T Lo’s Weekend Pop Culture Reading List

Posted on November 30, 2018


A very REDRUM CHRISTMAS to you all, darlings!

Hey, don’t blame us. We’re here to give you a slice of the zeitgeist filtered through our own impeccable taste. We can’t help it if the zeitgeist is all murder trees at the moment. Thankfully – or perhaps wisely – we included plenty of other topics of discussion to tide you over until Monday, when we triumphantly return to your lives, full of opinions and carbs. Have a fabulous one, dolls!

Here’s your soundtrack for this post: the just-released star-studded video for Ariana Grande’s INCREDIBLY hyped “Thank U, Next.”

 

 

 

Fueled by endorsements from Carey and Padma Lakshmi, who also starred in the movie, and a Change.org petition demanding that streaming services finally offer it, the album reached No. 1 on iTunes and reëmerged on several Billboard charts. The soundtrack achieved an improbable ten-thousand-per-cent increase in sales—driven almost entirely by digital-album downloads. The “Glitter” campaign has done more than exhume a notorious dud, however: it has provided a moment to pause and reëvaluate how we listen to music in the streaming era.

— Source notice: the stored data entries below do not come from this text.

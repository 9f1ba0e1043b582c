//! Compare-and-swap transitions with an audit trail.

use tracing::{debug, warn};

use crate::error::DatabaseError;
use crate::store::TaskStore;
use crate::task::model::{Task, TaskEvent, TaskPatch};

/// Apply `patch` to `task` if the stored state still equals `task.state`,
/// then record the transition event.
///
/// Returns the updated task. A lost race surfaces as `DatabaseError::Conflict`;
/// callers reread and decide whether to retry or abandon.
pub async fn transition(
    store: &dyn TaskStore,
    task: &Task,
    patch: TaskPatch,
    actor: &str,
    reason: Option<&str>,
) -> Result<Task, DatabaseError> {
    let from = task.state;
    let to = patch.state;
    let updated = store.update_task(task.task_id, from, patch).await?;

    let event = TaskEvent {
        task_id: updated.task_id,
        from_state: Some(from),
        to_state: updated.state,
        actor: actor.to_string(),
        reason: reason.map(str::to_string),
        version: updated.version,
        timestamp: updated.updated_at,
    };
    if let Err(e) = store.append_event(&event).await {
        warn!(task_id = %task.task_id, error = %e, "Failed to record transition event");
    }

    debug!(
        task_id = %task.task_id,
        from = %from,
        to = %to,
        actor,
        "Task transitioned"
    );
    Ok(updated)
}

/// Event recorded when a task row is created.
pub fn creation_event(task: &Task, actor: &str) -> TaskEvent {
    TaskEvent {
        task_id: task.task_id,
        from_state: None,
        to_state: task.state,
        actor: actor.to_string(),
        reason: None,
        version: task.version,
        timestamp: task.submitted_at,
    }
}

#[cfg(test)]
mod tests {
    use chrono::Utc;

    use super::*;
    use crate::store::LibSqlBackend;
    use crate::task::model::{NewTask, ResourceRequest};
    use crate::task::state::TaskState;

    async fn queued_task(store: &LibSqlBackend) -> Task {
        let task = Task::queued(
            NewTask {
                tool_name: "echo".into(),
                inputs: serde_json::json!({}),
                caller_scope: "anon".into(),
                resources: ResourceRequest::default(),
                max_runtime_s: 60,
                priority: 0,
                ttl_s: 60,
                idempotency_key: None,
                max_attempts: 1,
                tags: vec![],
            },
            Utc::now(),
        );
        store.create_task(&task, 10).await.unwrap();
        task
    }

    #[tokio::test]
    async fn transition_records_event() {
        let store = LibSqlBackend::new_memory().await.unwrap();
        let task = queued_task(&store).await;

        let scheduled = transition(
            &store,
            &task,
            TaskPatch::scheduled("w-1", Utc::now()),
            "scheduler",
            None,
        )
        .await
        .unwrap();
        assert_eq!(scheduled.state, TaskState::Scheduled);
        assert_eq!(scheduled.version, 2);

        let events = store.list_events(task.task_id).await.unwrap();
        let last = events.last().unwrap();
        assert_eq!(last.from_state, Some(TaskState::Queued));
        assert_eq!(last.to_state, TaskState::Scheduled);
        assert_eq!(last.actor, "scheduler");
        assert_eq!(last.version, 2);
    }

    #[tokio::test]
    async fn stale_expected_state_conflicts() {
        let store = LibSqlBackend::new_memory().await.unwrap();
        let task = queued_task(&store).await;

        transition(&store, &task, TaskPatch::scheduled("w-1", Utc::now()), "scheduler", None)
            .await
            .unwrap();

        // Second writer still holds the queued snapshot.
        let err = transition(&store, &task, TaskPatch::scheduled("w-2", Utc::now()), "scheduler", None)
            .await
            .unwrap_err();
        assert!(err.is_conflict());

        let stored = store.get_task(task.task_id).await.unwrap().unwrap();
        assert_eq!(stored.worker_id.as_deref(), Some("w-1"));
    }
}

The #JusticeForGlitter Campaign Rescues a Mariah Carey Dud by Paula Mejia at the New Yorker

 

 

This character type has been so irresistible to some white moviegoers for half a century that it’s little wonder Green Book’s distributor Universal assumed it would work again. A white main character in a story about racism can himself be racist (as Steiger’s character is in Heat of the Night) or old-school and gruff (as Gene Hackman’s ex-sheriff is in 1988’s Mississippi Burning) or prone to making offensive jokes (as Jeff Bridges’s lawman does in 2016’s Hell or High Water) as long as fundamentally he’s a good guy. And there’s just as long a tradition, from the television series I Spy (which premiered just a few years after Green Book is set) to 48 Hrs. and beyond, of black-white partnership comedies in which the two heroes need each other to be complete.

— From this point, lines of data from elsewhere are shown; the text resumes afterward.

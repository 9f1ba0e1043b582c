//! Version-tracked database migrations for the libSQL backend.
//!
//! Each migration has a version number and SQL. `run_migrations()` checks
//! the current version and applies only the new ones sequentially.

use libsql::Connection;

use crate::error::DatabaseError;

/// A single migration step.
struct Migration {
    version: i64,
    name: &'static str,
    sql: &'static str,
}

/// All migrations in order. Add new versions to the end.
static MIGRATIONS: &[Migration] = &[
    Migration {
        version: 1,
        name: "task_records",
        sql: r#"
            CREATE TABLE IF NOT EXISTS tasks (
                task_id TEXT PRIMARY KEY,
                tool_name TEXT NOT NULL,
                inputs TEXT NOT NULL,
                caller_scope TEXT NOT NULL,
                resource_class TEXT NOT NULL,
                resources TEXT NOT NULL,
                max_runtime_s INTEGER NOT NULL,
                priority INTEGER NOT NULL DEFAULT 0,
                ttl_s INTEGER NOT NULL,
                idempotency_key TEXT,
                max_attempts INTEGER NOT NULL DEFAULT 1,
                tags TEXT NOT NULL DEFAULT '[]',
                state TEXT NOT NULL,
                attempt INTEGER NOT NULL DEFAULT 1,
                worker_id TEXT,
                cancel_requested INTEGER NOT NULL DEFAULT 0,
                cancel_reason TEXT,
                timeout_at TEXT,
                submitted_at TEXT NOT NULL,
                scheduled_at TEXT,
                started_at TEXT,
                heartbeat_at TEXT,
                completed_at TEXT,
                expires_at TEXT,
                result TEXT,
                error TEXT,
                metrics TEXT,
                progress TEXT,
                version INTEGER NOT NULL DEFAULT 1,
                updated_at TEXT NOT NULL
            );
            CREATE INDEX IF NOT EXISTS idx_tasks_dispatch
                ON tasks(resource_class, state, priority DESC, submitted_at, task_id);
            CREATE INDEX IF NOT EXISTS idx_tasks_state ON tasks(state);
            CREATE INDEX IF NOT EXISTS idx_tasks_expires ON tasks(expires_at);
            CREATE UNIQUE INDEX IF NOT EXISTS idx_tasks_idempotency
                ON tasks(caller_scope, tool_name, idempotency_key)
                WHERE idempotency_key IS NOT NULL;

            CREATE TABLE IF NOT EXISTS task_events (
                id INTEGER PRIMARY KEY AUTOINCREMENT,
                task_id TEXT NOT NULL,
                from_state TEXT,
                to_state TEXT NOT NULL,
                actor TEXT NOT NULL,
                reason TEXT,
                version INTEGER NOT NULL,
                created_at TEXT NOT NULL
            );
            CREATE INDEX IF NOT EXISTS idx_task_events_task ON task_events(task_id, version);
        "#,
    },
    Migration {
        version: 2,
        name: "task_logs",
        sql: r#"
            CREATE TABLE IF NOT EXISTS task_logs (
                task_id TEXT NOT NULL,
                seq INTEGER NOT NULL,
                ts TEXT NOT NULL,
                stream TEXT NOT NULL,
                level TEXT NOT NULL,
                message TEXT NOT NULL,
                PRIMARY KEY (task_id, seq)
            );
        "#,
    },
    Migration {
        version: 3,
        name: "artifacts",
        sql: r#"
            CREATE TABLE IF NOT EXISTS artifacts (
                artifact_id TEXT PRIMARY KEY,
                task_id TEXT NOT NULL,
                name TEXT NOT NULL,
                kind TEXT NOT NULL,
                size_bytes INTEGER NOT NULL,
                checksum TEXT NOT NULL,
                location TEXT,
                created_at TEXT NOT NULL,
                UNIQUE (task_id, name)
            );
            CREATE INDEX IF NOT EXISTS idx_artifacts_task ON artifacts(task_id);
        "#,
    },
];

/// Run all pending migrations.
pub async fn run_migrations(conn: &Connection) -> Result<(), DatabaseError> {
    // Create migrations tracking table
    conn.execute(
        "CREATE TABLE IF NOT EXISTS _migrations (
            version INTEGER PRIMARY KEY,
            name TEXT NOT NULL,
            applied_at TEXT NOT NULL DEFAULT (datetime('now'))
        )",
        (),
    )
    .await
    .map_err(|e| DatabaseError::Migration(format!("Failed to create _migrations table: {e}")))?;

    let current_version = get_current_version(conn).await?;

    for migration in MIGRATIONS.iter().filter(|m| m.version > current_version) {
        conn.execute_batch(migration.sql).await.map_err(|e| {
            DatabaseError::Migration(format!(
                "V{} ({}) failed: {e}",
                migration.version, migration.name
            ))
        })?;
        seed_version(conn, migration.version, migration.name).await?;
        tracing::info!(
            version = migration.version,
            name = migration.name,
            "Applied migration"
        );
    }

    Ok(())
}

async fn get_current_version(conn: &Connection) -> Result<i64, DatabaseError> {
    let mut rows = conn
        .query("SELECT COALESCE(MAX(version), 0) FROM _migrations", ())
        .await
        .map_err(|e| DatabaseError::Migration(format!("Failed to query migration version: {e}")))?;

    let row = rows
        .next()
        .await
        .map_err(|e| DatabaseError::Migration(format!("Failed to read migration version: {e}")))?;

    match row {
        Some(row) => {
            let version: i64 = row.get(0).map_err(|e| {
                DatabaseError::Migration(format!("Failed to parse migration version: {e}"))
            })?;
            Ok(version)
        }
        None => Ok(0),
    }
}

async fn seed_version(conn: &Connection, version: i64, name: &str) -> Result<(), DatabaseError> {
    conn.execute(
        "INSERT OR IGNORE INTO _migrations (version, name) VALUES (?1, ?2)",
        libsql::params![version, name],
    )
    .await
    .map_err(|e| DatabaseError::Migration(format!("Failed to record migration V{version}: {e}")))?;
    Ok(())
}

Who Was Green Book For? by Mark Harris at Vulture

 

 

You’ve surely seen the selburose before, too: It’s knit into sweaters, featured on those mittens, seen at the Olympics, and printed on leggings and drink cozies. It’s shorthand for Scandinavia, if not Norway specifically, and feels at home on winter gear, especially our American faux-Christmas sweaters and earmuffs. Norwegians love it—especially on the famous black-and-white mittens my grandmother used to make. The symbol is one of that country’s proudest cultural exports, thanks to the knitwear on which it is most often emblazoned.

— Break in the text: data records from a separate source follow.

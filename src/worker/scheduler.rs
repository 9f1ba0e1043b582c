//! Scheduler: matches queued tasks to idle workers of the same class.
//!
//! Each pass walks the classes that have idle workers and hands out tasks
//! in dispatch order (priority desc, then FIFO, then task id). Assignment
//! is the `queued → scheduled` compare-and-swap; a task that loses the race
//! is simply left for whoever won it.

use std::sync::Arc;
use std::time::Duration;

use chrono::Utc;
use tokio::sync::{Notify, watch};
use tokio::task::JoinHandle;
use tracing::{debug, info, warn};

use crate::error::DatabaseError;
use crate::task::{TaskPatch, transition};
use crate::worker::runner::{RunnerDeps, TaskRunner};

/// Dispatch loop state.
pub struct Scheduler {
    deps: RunnerDeps,
    /// Notified on submission and whenever a worker goes idle.
    wake: Arc<Notify>,
}

impl Scheduler {
    pub fn new(deps: RunnerDeps, wake: Arc<Notify>) -> Self {
        Self { deps, wake }
    }

    /// One scheduling pass. Returns the number of tasks assigned.
    pub async fn run_once(&self) -> Result<usize, DatabaseError> {
        let mut assigned = 0;

        for class in self.deps.pool.classes_with_idle().await {
            let idle = self.deps.pool.idle_count(&class).await;
            if idle == 0 {
                continue;
            }

            let candidates = self
                .deps
                .store
                .queued_candidates(&class, Utc::now(), idle)
                .await?;

            for task in candidates {
                let Some(worker_id) = self.deps.pool.lease(&class).await else {
                    break;
                };

                let scheduled = match transition(
                    self.deps.store.as_ref(),
                    &task,
                    TaskPatch::scheduled(&worker_id, Utc::now()),
                    "scheduler",
                    Some(&format!("assigned to {worker_id}")),
                )
                .await
                {
                    Ok(task) => task,
                    Err(e) => {
                        self.deps.pool.release(&worker_id).await;
                        if e.is_conflict() {
                            debug!(task_id = %task.task_id, "Task taken by another writer");
                            continue;
                        }
                        return Err(e);
                    }
                };

                if !self.deps.pool.bind(&worker_id, scheduled.task_id).await {
                    // Slot is no longer leasable; the watchdog returns the task to the queue.
                    warn!(task_id = %scheduled.task_id, worker_id = %worker_id, "Worker refused binding");
                    continue;
                }

                debug!(
                    task_id = %scheduled.task_id,
                    worker_id = %worker_id,
                    priority = scheduled.priority,
                    "Task scheduled"
                );
                let task_id = scheduled.task_id;
                let handle = TaskRunner::new(self.deps.clone(), scheduled, &worker_id).spawn();
                self.deps
                    .pool
                    .attach(&worker_id, task_id, handle.abort_handle())
                    .await;
                assigned += 1;
            }
        }

        Ok(assigned)
    }
}

/// Spawn the dispatch loop. Runs on every wake-up and at least every `interval`.
pub fn spawn_scheduler_loop(
    scheduler: Arc<Scheduler>,
    interval: Duration,
    mut shutdown: watch::Receiver<bool>,
) -> JoinHandle<()> {
    tokio::spawn(async move {
        info!("Scheduler loop started (interval: {}ms)", interval.as_millis());
        let mut ticker = tokio::time::interval(interval);
        ticker.set_missed_tick_behavior(tokio::time::MissedTickBehavior::Delay);

        loop {
            tokio::select! {
                _ = ticker.tick() => {}
                _ = scheduler.wake.notified() => {}
                _ = shutdown.changed() => break,
            }
            if *shutdown.borrow() {
                break;
            }

            match scheduler.run_once().await {
                Ok(0) => {}
                Ok(n) => debug!(assigned = n, "Scheduling pass complete"),
                Err(e) => warn!(error = %e, "Scheduling pass failed"),
            }
        }
        info!("Scheduler loop stopped");
    })
}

The Star of Norwegian Knitwear by Emma Sarappo at The Atlantic

 

 

At the time of the movie’s release and for years later, even people who wouldn’t go near Last Tango heard, and talked and joked about, the sequence in which Brando’s character uses butter as a lubricant before penetrating Jeanne from behind. She is unwilling; the act is a rape, and although Jeanne seems somewhat equanimous after the fact, this brutal event is the story’s turning point—and the point at which it becomes clear that her power is greater. The unchecked machismo of Brando’s character, the very thing that allows him to take Jeanne with such ease and barbarity, is the most visible symptom of his weakness. He’s the embodiment of Tammy Wynette’s famous, withering line, “After all, he’s just a man.”

How Should We Look at Bertolucci’s Films Now That He’s Gone? by Stephanie Zacharek at Time

 

 

As mentioned above, Prada is all about family. After she completed her PhD in political sciences, Miuccia took over the family business and transformed into a global mega brand and a £2.8 billion global business. The same year she and her siblings Albert and Marina inherited the company, Miuccia met the love of her life, Patrizio Bertelli, who ran a luxury leather company at the time and would later become her husband and Prada Group co-CEO. The marriage of Miuccia’s design prowess and Bertelli’s acumen with production, logistics and more is a fruitful one. It was Bertelli who encouraged her to design clothes as well as bags, threatening to hire someone else if she didn’t, and thankfully for us she took up the challenge and changed fashion forever.

The A-Z of Miuccia Prada by Steve Salter at Vice

 

 

Say, for example, you once “liked” the official Facebook page of a brand like Nike, Armani, or Louis Vuitton. You may have done so mindlessly—perhaps encouraged by Facebook to illustrate your interests on your profile, or simply to keep up with their posts. But to Cambridge Analytica, those “likes” spoke volumes about your personal character—enough, anyway, to decide whether or not to send political propaganda your way or give you up as a bad job.

Cambridge Analytica Used Fashion Propaganda in its Pro-Trump Election Strategy by Stephanie Eckardt at W Magazine

 

 

I was a movie-struck kid, and I learned much from watching the screen, including things about men and women that I later had to unlearn or learn to ignore. I learned that women needed to be protected, controlled and left at home.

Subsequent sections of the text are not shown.